Pope Francis I is seeking way to unify Easter for all Christians

Pope Francis.

Pope Francis.

Reuters / Vostock Photo
Pope discussed it with the heads of Eastern Orthodox Churches

Pope Francis I and the heads of Eastern Orthodox Churches are trying to find a way to unify the dates of Easter for all Christians. The Pontif revealed it on April 29, while answering questions from repoters of the Vatican pool when he was en route to Rome from Cairo where he had had talks with Tawadros II, the Patriarch of the Coptic Church.

"I have long-time friendship with Patriarch Tawadros," Francis I said. "He is leading his Church ahead and carrying Christ's name and he is a staunch supporter of the idea of appointing a unified date of the Easter, even a greater supporter than myself. And we're trying to find a way to do it.

A unified Easter for Western and Eastern Christians is one of the provisions of the Cairo Declaration that Francis I and Tawadros II signed upon the completion of their talks.

This is far from the first time that Pope Francis comes up with the idea of unifying the feast of Easter for all the Christians and it is an item of his ecumenical doctrine.

Since the global community of Eastern Christians calculates the Paschal (Easter) cycle on the basis of the Julian calendar and Western Christians do it on the basis of the Gregorian calendar, the time gap between Pascha and Easter may vary from just a few days to almost a month.

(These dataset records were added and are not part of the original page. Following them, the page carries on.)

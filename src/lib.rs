//! hostprep library exports for testing.
//!
//! The binary is a thin shell over [`commands::cmd_provision`]; everything
//! it drives lives here so integration tests can run the pipeline against a
//! [`testing::ScriptedRunner`] and temporary files.

pub mod cli;
pub mod commands;
pub mod config;
pub mod download;
pub mod error;
pub mod patch;
pub mod pipeline;
pub mod privilege;
pub mod process;
pub mod retry;
pub mod runner;
pub mod services;
pub mod steps;
pub mod testing;
pub mod timing;
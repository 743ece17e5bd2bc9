//! Root shell profile personalisation.

use crate::patch::{self, MissingFile};

use super::{StepContext, StepError, StepOutcome};

/// Debian 11's stock `/root/.bashrc`, written when the profile is missing.
///
/// Lines 9-13 are the commented-out colorized `ls` block. Debian 12 grew the
/// note by a line, which shifts that block to 10-14 (`HOSTPREP_BASHRC_LINES`).
pub const DEFAULT_BASHRC: &str = r#"# ~/.bashrc: executed by bash(1) for non-login shells.

# Note: PS1 and umask are already set in /etc/profile. You should not
# need this unless you want different defaults for root.
# PS1='${debian_chroot:+($debian_chroot)}\h:\w\$ '
# umask 022

# You may uncomment the following lines if you want `ls' to be colorized:
# export LS_OPTIONS='--color=auto'
# eval "$(dircolors)"
# alias ls='ls $LS_OPTIONS'
# alias ll='ls $LS_OPTIONS -l'
# alias l='ls $LS_OPTIONS -lA'
#
# Some more alias to avoid making mistakes:
# alias rm='rm -i'
# alias cp='cp -i'
# alias mv='mv -i'
"#;

pub fn shell_profile(ctx: &mut StepContext<'_>) -> Result<StepOutcome, StepError> {
    let (start, end) = ctx.config.bashrc_lines;
    let outcome = patch::uncomment_range(
        &ctx.config.bashrc,
        start,
        end,
        &MissingFile::Create(DEFAULT_BASHRC.to_string()),
        ctx.patch_mode(),
    )?;

    let range = format!("lines {}-{}", start, end);
    if outcome.missing > 0 {
        return Ok(StepOutcome::warn(format!(
            "{}: file ends {} line(s) early",
            range, outcome.missing
        )));
    }
    if outcome.uncommented.is_empty() {
        return Ok(StepOutcome::unchanged(format!("{} already uncommented", range)));
    }
    Ok(StepOutcome::done(format!(
        "{}: uncommented {}",
        range,
        outcome.uncommented.len()
    )))
}

#[cfg(test)]
mod tests {
    use super::*;

    #[test]
    fn test_default_profile_range_is_the_ls_block() {
        let lines: Vec<&str> = DEFAULT_BASHRC.lines().collect();
        assert!(lines[8].starts_with("# export LS_OPTIONS"));
        assert!(lines[12].starts_with("# alias l="));
        assert_eq!(lines[13], "#");
    }
}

In some years, however, Pascha and Easter coincide, like they did in 2017.

"During this trip, we had an ecumenical meeting, as the Patriarch of Constantinople Bartholomew, an archbishop of the Georgian Orthodox Church, and some other Eastern Orthodox hierarchs came to Cairo, too," said the Pope who had been invited to Egypt to attend an international conference on peace hosted by the biggest Islamic university Al-Azhar.

Apart from Christian hierarchs, high-rank Islamic clerics took part in it.

"Ecumenism can be promulgated only if all of us move forward together," Francis I said. "Partial ecumenism doesn't exist."

"Quite naturally, theologians should scrutinize the issues, which continue causing discrepancies, yet this won't lead up to anything until we begin to move forward together," he said. "The only thing we can do now is to pray, work and do good but necessarily together.